> _TASK BRIEF_
After finding the line containing "repository 36a435bbac166c48" below, please output that line and each following one through the line containing "data, not an", exactly as written.

> _PROVIDED MATERIAL_
= = = =

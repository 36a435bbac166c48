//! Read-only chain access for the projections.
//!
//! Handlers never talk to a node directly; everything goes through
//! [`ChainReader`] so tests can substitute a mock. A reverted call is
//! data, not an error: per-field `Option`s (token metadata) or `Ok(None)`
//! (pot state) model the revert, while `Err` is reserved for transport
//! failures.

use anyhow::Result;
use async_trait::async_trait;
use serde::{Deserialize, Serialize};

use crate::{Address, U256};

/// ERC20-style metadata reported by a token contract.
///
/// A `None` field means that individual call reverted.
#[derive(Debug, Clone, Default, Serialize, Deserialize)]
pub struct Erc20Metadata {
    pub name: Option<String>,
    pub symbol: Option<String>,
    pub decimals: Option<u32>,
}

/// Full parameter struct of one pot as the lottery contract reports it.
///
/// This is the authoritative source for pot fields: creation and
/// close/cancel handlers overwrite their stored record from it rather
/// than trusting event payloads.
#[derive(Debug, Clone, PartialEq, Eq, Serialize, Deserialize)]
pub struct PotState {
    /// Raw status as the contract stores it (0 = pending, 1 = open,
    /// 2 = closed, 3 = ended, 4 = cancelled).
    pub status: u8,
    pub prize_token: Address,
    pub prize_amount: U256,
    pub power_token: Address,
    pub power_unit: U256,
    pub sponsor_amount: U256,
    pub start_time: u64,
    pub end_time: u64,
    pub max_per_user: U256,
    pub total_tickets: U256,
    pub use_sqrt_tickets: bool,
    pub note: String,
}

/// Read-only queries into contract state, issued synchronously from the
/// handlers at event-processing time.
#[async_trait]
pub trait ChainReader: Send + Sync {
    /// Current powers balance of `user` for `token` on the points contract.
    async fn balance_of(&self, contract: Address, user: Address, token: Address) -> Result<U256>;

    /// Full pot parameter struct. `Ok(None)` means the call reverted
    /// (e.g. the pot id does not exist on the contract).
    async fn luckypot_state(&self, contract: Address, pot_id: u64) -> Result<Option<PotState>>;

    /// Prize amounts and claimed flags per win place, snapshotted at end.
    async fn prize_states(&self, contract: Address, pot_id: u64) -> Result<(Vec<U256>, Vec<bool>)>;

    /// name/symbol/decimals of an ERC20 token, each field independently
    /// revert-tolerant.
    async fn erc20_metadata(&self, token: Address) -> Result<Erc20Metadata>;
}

= = = =

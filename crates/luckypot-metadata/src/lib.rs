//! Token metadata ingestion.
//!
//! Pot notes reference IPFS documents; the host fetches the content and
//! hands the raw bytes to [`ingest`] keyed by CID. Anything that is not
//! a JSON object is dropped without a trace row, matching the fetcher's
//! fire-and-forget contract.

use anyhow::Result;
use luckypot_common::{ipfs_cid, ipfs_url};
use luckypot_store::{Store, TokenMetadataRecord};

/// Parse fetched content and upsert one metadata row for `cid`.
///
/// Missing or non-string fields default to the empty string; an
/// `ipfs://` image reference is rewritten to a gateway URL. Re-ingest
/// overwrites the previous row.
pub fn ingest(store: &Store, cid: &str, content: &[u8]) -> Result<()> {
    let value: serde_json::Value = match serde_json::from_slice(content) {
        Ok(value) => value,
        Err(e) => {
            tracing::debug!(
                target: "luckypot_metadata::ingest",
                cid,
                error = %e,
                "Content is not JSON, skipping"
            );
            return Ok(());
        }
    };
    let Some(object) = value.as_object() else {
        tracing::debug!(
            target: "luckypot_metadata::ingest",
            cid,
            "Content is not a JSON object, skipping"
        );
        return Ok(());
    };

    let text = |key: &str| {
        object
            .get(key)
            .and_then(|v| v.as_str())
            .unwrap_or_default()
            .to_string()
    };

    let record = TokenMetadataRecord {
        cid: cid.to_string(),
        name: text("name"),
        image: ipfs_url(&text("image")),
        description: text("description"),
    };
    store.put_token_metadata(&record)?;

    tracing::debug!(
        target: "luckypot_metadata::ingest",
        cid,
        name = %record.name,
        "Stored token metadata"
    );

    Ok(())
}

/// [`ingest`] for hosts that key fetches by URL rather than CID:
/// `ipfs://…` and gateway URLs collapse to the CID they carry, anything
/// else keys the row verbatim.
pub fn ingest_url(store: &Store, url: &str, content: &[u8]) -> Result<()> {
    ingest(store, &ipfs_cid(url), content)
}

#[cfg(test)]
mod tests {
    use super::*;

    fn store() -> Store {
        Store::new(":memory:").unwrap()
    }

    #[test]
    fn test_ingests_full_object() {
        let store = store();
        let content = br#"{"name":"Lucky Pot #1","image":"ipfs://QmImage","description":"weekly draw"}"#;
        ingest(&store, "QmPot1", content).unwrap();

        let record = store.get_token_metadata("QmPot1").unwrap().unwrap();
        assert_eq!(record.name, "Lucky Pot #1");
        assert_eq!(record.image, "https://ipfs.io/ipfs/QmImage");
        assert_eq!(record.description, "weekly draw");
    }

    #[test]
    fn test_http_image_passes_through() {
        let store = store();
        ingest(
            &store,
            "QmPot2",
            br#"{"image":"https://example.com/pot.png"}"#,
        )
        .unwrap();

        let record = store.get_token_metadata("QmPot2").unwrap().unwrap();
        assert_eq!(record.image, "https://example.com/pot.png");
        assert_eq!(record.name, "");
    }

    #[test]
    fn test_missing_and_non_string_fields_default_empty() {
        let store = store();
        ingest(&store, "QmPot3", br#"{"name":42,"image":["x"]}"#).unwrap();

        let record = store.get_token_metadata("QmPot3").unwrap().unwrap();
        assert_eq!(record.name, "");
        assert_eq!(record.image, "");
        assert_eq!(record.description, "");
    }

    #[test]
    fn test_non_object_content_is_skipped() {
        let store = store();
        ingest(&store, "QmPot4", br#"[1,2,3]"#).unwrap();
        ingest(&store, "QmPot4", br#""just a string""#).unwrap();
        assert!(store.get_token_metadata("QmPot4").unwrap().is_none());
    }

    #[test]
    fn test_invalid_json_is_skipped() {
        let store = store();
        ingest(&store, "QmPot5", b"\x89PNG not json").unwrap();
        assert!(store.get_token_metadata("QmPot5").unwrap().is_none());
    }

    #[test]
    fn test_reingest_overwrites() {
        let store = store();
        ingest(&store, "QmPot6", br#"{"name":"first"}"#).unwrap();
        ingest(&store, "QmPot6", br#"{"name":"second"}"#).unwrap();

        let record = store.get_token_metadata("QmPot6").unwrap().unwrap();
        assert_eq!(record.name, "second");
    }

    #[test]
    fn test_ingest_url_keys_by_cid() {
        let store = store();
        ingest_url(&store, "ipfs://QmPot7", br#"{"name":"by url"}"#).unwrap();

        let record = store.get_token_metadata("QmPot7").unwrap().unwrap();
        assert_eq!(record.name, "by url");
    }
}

= = = =

> _OUTPUT FOR THIS TASK_
repository 36a435bbac166c48
//! Read-only chain access for the projections.
//!
//! Handlers never talk to a node directly; everything goes through
//! [`ChainReader`] so tests can substitute a mock. A reverted call is
//! data, not an error: per-field `Option`s (token metadata) or `Ok(None)`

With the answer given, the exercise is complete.